[Stored items]
------------------------------------------------

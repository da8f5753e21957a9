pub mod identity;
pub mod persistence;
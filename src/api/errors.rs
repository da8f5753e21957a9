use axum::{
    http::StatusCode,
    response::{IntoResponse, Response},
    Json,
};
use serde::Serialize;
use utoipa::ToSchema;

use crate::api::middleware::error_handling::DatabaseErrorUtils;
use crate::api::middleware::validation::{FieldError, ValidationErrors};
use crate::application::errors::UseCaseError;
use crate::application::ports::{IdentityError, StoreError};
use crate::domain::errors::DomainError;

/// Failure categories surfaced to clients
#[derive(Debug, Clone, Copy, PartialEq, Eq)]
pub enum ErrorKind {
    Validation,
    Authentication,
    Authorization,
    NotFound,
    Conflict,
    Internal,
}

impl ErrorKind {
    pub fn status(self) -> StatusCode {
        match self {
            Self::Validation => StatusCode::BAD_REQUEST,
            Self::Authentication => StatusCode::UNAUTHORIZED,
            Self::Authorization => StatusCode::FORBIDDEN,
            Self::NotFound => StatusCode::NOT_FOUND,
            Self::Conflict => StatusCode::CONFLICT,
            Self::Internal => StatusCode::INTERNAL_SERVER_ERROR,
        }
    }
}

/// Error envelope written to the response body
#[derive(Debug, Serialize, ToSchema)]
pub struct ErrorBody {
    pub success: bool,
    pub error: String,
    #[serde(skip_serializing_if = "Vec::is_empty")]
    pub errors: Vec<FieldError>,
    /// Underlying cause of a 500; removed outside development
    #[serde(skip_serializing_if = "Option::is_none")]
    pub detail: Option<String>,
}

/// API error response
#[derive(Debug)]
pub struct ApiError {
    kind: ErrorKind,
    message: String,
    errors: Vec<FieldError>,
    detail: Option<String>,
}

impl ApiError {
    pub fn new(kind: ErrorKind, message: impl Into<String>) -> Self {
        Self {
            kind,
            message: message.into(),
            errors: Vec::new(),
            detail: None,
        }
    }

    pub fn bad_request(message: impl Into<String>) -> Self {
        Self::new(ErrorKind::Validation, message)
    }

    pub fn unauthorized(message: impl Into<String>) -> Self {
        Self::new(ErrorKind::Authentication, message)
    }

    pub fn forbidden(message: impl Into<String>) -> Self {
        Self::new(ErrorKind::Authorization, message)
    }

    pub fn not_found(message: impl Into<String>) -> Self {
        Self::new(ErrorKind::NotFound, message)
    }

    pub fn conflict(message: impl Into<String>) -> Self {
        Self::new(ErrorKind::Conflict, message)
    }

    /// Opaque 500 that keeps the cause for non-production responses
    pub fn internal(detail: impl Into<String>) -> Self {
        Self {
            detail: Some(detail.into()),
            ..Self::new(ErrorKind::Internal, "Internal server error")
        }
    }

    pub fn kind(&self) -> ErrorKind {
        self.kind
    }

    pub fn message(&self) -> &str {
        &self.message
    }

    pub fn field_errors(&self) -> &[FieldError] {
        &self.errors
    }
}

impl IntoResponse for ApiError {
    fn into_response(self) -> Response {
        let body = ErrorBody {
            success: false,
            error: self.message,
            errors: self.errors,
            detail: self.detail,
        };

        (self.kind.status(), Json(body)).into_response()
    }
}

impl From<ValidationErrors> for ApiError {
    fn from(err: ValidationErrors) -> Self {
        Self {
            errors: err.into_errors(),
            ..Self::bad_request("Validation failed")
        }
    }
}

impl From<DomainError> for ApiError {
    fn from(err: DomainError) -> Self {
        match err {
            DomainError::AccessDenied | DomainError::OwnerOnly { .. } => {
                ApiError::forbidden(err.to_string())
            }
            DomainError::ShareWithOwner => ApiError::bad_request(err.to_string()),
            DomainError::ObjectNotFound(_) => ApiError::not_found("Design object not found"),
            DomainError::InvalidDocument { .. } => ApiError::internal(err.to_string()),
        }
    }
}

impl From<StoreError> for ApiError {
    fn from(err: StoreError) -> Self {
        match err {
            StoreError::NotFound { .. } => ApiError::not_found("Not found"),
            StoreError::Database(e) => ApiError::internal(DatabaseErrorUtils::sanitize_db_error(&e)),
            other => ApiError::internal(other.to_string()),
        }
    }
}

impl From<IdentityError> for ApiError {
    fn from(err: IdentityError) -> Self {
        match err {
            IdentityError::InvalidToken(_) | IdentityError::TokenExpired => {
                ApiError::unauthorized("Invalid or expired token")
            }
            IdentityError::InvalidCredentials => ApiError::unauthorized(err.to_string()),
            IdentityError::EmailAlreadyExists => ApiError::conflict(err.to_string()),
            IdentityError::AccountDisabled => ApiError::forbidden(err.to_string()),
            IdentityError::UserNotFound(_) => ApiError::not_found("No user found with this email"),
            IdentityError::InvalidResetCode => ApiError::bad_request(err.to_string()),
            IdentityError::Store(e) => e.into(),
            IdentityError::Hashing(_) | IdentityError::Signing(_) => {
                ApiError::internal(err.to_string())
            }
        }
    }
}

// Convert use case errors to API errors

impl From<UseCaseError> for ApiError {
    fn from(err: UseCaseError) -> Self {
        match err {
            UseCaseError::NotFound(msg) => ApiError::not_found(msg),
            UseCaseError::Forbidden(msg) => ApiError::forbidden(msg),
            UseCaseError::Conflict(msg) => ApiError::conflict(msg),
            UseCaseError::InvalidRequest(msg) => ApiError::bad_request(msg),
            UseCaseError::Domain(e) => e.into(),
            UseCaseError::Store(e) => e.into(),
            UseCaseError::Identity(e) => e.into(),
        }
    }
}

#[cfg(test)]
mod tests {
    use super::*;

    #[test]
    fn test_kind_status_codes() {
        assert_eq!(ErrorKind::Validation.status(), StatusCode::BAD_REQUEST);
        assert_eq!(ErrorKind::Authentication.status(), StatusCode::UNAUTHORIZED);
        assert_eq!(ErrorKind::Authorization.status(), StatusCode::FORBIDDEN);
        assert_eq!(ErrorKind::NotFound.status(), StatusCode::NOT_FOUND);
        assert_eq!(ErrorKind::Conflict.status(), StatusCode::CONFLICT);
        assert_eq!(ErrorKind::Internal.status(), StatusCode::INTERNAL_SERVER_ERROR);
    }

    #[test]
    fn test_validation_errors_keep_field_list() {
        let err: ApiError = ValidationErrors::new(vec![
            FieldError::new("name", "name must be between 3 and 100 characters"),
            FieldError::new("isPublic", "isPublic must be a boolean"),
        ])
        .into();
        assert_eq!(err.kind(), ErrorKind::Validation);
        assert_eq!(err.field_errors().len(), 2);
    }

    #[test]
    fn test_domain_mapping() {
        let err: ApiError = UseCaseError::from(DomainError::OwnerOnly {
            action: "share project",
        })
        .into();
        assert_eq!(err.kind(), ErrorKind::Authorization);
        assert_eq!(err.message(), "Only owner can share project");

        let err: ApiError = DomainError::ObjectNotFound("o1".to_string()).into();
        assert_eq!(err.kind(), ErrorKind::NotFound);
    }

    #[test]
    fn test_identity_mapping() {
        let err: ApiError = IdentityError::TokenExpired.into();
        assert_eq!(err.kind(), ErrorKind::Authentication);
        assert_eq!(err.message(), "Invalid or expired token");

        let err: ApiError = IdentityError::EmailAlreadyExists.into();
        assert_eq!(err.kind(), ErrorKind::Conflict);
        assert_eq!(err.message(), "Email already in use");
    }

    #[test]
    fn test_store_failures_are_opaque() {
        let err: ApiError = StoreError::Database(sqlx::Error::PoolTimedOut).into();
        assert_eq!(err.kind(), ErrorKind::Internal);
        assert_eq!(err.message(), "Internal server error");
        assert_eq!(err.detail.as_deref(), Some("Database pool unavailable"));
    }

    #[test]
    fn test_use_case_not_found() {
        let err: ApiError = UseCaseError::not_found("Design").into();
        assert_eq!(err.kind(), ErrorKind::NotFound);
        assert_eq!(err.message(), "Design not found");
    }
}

------------------------------------------------

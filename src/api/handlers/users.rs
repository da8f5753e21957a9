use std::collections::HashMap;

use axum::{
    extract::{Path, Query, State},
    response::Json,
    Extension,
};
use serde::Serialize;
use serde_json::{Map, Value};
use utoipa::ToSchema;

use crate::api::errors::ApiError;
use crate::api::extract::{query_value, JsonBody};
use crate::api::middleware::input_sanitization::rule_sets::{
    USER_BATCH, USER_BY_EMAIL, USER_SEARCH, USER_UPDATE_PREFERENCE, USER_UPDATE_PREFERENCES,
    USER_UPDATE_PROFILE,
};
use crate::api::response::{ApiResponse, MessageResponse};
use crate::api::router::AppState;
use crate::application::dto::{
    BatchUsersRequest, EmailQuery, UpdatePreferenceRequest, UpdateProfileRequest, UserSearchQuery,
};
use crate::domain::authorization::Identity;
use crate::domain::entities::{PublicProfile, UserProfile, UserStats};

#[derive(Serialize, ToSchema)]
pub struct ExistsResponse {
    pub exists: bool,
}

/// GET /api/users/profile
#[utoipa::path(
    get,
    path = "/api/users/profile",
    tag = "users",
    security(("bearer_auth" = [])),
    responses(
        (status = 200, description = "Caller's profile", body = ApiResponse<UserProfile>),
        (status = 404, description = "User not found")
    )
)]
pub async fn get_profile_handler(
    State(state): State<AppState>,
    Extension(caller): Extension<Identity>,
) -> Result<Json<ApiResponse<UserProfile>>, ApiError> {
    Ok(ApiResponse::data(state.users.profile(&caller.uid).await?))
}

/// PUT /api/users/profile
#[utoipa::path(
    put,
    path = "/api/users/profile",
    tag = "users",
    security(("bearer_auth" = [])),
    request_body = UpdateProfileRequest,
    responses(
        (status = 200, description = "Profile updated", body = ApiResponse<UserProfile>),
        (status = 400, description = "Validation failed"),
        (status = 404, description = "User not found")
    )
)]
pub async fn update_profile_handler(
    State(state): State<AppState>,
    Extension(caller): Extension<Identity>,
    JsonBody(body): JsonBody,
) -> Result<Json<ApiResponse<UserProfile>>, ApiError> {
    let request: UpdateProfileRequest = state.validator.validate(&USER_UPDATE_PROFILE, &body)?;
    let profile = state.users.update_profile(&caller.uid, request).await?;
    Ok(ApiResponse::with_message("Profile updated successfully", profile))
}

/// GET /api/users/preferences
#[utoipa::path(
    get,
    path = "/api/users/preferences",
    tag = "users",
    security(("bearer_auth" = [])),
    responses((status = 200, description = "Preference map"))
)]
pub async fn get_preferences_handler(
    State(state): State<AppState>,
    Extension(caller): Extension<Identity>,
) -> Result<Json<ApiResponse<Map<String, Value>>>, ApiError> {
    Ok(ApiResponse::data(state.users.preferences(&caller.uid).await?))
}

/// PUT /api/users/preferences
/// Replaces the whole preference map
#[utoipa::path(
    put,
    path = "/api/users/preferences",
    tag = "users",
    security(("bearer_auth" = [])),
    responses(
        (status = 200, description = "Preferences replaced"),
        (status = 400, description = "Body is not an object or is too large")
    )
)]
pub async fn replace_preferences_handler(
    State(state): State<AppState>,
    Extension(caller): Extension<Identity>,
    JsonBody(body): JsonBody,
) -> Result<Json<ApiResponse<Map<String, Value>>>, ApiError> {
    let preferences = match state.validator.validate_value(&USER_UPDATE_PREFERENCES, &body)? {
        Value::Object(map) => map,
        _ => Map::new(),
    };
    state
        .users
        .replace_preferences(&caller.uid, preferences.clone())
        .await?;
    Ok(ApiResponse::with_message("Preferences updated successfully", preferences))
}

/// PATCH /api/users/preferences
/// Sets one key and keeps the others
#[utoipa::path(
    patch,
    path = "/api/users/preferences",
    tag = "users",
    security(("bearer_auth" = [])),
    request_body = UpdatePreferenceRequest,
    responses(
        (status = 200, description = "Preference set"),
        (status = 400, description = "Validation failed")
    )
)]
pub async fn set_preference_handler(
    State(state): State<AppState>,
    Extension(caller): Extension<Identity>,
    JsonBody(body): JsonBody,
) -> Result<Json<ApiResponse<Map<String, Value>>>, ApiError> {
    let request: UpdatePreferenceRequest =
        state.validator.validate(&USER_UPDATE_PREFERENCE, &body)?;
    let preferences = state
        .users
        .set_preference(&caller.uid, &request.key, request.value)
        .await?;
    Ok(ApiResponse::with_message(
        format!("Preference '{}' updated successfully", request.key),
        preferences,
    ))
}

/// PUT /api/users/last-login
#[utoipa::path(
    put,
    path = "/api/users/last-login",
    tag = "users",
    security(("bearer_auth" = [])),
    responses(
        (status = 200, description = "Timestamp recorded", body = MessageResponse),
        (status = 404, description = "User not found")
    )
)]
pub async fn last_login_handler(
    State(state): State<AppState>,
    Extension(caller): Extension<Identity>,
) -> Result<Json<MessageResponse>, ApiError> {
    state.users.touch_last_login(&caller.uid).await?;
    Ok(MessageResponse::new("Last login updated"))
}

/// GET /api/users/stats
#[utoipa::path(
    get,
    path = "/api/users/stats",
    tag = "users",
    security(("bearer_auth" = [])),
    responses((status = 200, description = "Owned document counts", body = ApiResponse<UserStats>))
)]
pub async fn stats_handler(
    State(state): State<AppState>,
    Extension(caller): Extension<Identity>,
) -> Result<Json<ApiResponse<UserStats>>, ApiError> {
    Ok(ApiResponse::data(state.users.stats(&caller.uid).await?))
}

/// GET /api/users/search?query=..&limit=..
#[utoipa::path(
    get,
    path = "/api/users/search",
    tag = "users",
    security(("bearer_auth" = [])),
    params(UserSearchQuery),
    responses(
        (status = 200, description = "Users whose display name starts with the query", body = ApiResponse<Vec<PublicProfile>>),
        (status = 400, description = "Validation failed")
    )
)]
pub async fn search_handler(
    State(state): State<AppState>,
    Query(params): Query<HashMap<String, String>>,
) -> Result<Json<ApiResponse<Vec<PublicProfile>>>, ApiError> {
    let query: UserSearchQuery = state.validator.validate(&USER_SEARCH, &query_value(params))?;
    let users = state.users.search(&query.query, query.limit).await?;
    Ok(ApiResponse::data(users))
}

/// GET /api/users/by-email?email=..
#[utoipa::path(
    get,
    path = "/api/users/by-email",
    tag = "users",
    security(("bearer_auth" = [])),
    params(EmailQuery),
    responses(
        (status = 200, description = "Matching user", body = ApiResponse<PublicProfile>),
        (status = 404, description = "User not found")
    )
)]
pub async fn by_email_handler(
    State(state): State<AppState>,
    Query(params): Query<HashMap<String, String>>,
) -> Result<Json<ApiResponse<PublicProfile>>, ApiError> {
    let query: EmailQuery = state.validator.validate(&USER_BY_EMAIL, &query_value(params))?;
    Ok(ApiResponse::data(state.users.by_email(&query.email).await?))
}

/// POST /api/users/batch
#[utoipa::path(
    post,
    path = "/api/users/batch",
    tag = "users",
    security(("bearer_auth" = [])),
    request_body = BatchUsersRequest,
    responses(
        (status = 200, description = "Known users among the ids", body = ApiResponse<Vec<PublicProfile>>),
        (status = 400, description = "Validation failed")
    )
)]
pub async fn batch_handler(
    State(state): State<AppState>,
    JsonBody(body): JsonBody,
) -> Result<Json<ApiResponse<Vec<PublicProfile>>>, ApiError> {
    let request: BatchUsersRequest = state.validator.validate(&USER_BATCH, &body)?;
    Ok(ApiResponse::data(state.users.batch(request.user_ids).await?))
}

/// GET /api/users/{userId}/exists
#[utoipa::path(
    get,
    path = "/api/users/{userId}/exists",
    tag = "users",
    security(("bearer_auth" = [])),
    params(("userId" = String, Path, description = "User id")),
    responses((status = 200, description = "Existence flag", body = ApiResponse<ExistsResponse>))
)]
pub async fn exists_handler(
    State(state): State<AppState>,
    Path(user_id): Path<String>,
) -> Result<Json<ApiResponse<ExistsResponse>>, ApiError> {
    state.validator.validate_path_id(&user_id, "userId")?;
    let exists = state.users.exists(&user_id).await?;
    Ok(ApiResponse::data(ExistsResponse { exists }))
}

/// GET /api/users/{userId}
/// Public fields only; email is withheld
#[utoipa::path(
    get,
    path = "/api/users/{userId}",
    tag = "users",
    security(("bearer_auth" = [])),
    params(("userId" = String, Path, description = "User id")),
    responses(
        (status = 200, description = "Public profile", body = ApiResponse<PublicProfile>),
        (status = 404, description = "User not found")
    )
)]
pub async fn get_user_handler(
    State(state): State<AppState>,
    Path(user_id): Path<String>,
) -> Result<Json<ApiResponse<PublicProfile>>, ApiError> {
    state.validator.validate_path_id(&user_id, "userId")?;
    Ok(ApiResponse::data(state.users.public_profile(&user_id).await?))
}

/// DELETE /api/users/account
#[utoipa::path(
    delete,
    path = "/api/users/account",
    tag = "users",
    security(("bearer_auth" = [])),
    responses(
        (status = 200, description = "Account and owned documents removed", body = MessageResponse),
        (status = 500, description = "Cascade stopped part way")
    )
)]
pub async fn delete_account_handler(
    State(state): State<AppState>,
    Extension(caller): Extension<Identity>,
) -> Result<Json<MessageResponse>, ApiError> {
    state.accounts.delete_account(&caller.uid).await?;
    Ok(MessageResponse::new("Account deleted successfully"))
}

------------------------------------------------

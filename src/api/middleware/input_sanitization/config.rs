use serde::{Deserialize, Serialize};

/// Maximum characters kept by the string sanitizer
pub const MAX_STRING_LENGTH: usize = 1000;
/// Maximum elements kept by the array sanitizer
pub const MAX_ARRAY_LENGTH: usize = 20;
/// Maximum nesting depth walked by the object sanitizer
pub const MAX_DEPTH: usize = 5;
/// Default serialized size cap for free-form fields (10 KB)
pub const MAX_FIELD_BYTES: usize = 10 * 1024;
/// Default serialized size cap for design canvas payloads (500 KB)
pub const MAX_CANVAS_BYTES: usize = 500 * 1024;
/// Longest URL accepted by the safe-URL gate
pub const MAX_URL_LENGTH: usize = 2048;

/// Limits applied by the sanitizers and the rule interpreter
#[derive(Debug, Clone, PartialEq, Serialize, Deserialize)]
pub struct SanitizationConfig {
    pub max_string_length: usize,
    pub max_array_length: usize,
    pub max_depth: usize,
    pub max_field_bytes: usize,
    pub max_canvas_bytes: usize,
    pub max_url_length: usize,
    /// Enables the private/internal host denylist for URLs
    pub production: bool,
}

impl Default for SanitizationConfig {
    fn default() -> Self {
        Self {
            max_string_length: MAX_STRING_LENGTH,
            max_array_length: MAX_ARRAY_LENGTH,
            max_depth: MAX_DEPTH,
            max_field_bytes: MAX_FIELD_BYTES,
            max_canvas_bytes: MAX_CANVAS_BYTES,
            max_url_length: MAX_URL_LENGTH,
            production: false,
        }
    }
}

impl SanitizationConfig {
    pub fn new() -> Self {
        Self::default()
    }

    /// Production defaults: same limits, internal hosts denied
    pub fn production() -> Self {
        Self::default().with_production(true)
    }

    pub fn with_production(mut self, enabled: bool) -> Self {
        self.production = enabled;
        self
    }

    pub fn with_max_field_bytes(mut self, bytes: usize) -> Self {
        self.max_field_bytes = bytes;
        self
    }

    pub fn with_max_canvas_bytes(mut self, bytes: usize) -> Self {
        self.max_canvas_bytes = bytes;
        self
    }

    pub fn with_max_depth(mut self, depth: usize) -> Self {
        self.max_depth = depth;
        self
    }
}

------------------------------------------------

▶ _What needs to be done_
Copy every line from the entries that contains the word "ToSchema".

▶ _Exercise output_
use utoipa::ToSchema;
#[derive(Debug, Serialize, ToSchema)]
use utoipa::ToSchema;
#[derive(Serialize, ToSchema)]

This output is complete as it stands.